◆ **Your task**
In the material below, how many lines contain the word "Other"? The reply must be that number alone.

********************

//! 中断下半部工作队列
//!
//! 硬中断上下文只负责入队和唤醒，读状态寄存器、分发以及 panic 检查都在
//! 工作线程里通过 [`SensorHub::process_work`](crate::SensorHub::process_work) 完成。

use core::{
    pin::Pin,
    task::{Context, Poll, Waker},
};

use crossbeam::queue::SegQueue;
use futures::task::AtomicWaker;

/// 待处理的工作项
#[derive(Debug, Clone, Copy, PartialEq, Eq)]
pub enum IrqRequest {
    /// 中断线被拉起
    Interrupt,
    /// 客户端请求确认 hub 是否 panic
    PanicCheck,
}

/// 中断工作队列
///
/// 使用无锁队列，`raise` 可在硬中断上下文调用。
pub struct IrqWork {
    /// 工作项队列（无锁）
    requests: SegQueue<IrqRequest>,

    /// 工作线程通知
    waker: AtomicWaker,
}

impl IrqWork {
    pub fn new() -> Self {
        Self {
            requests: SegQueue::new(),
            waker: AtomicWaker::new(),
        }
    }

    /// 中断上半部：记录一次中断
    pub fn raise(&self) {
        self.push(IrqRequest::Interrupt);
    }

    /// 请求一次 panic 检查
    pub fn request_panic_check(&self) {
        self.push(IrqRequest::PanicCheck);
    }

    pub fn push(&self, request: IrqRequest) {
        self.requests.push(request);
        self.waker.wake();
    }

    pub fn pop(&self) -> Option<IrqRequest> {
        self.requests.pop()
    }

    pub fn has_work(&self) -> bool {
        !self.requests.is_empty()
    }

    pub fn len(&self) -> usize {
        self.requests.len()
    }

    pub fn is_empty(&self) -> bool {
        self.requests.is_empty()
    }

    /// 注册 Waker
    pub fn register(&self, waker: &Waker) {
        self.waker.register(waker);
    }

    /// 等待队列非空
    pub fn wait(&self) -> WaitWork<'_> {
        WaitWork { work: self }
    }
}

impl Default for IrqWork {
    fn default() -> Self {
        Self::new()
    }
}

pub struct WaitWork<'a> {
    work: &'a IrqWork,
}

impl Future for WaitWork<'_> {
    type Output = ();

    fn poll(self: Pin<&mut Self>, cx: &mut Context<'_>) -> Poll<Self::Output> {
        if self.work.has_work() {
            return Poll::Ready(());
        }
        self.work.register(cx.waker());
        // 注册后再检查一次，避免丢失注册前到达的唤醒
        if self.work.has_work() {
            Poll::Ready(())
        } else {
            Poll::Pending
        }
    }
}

********************

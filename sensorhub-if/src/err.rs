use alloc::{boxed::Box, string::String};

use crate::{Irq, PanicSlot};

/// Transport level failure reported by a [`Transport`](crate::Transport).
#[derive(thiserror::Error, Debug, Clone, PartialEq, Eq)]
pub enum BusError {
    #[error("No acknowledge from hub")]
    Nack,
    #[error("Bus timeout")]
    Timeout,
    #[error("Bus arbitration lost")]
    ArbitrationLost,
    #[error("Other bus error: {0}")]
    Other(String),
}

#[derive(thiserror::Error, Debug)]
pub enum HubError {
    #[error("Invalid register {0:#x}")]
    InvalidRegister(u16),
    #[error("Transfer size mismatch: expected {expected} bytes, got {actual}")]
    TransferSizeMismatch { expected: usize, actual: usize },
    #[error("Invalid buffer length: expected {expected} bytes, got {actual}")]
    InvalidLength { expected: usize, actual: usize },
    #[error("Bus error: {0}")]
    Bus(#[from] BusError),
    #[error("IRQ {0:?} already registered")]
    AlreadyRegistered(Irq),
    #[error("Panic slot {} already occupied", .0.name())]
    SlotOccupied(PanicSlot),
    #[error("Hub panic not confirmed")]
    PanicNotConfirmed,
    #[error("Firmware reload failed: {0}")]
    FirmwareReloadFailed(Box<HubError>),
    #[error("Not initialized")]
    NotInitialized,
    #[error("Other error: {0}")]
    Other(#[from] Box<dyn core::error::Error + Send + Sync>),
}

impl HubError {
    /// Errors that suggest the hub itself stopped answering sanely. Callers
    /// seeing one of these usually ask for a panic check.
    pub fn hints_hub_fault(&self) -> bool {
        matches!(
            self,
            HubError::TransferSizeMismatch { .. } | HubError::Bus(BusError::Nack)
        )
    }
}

********************

◆ **Task answer**
4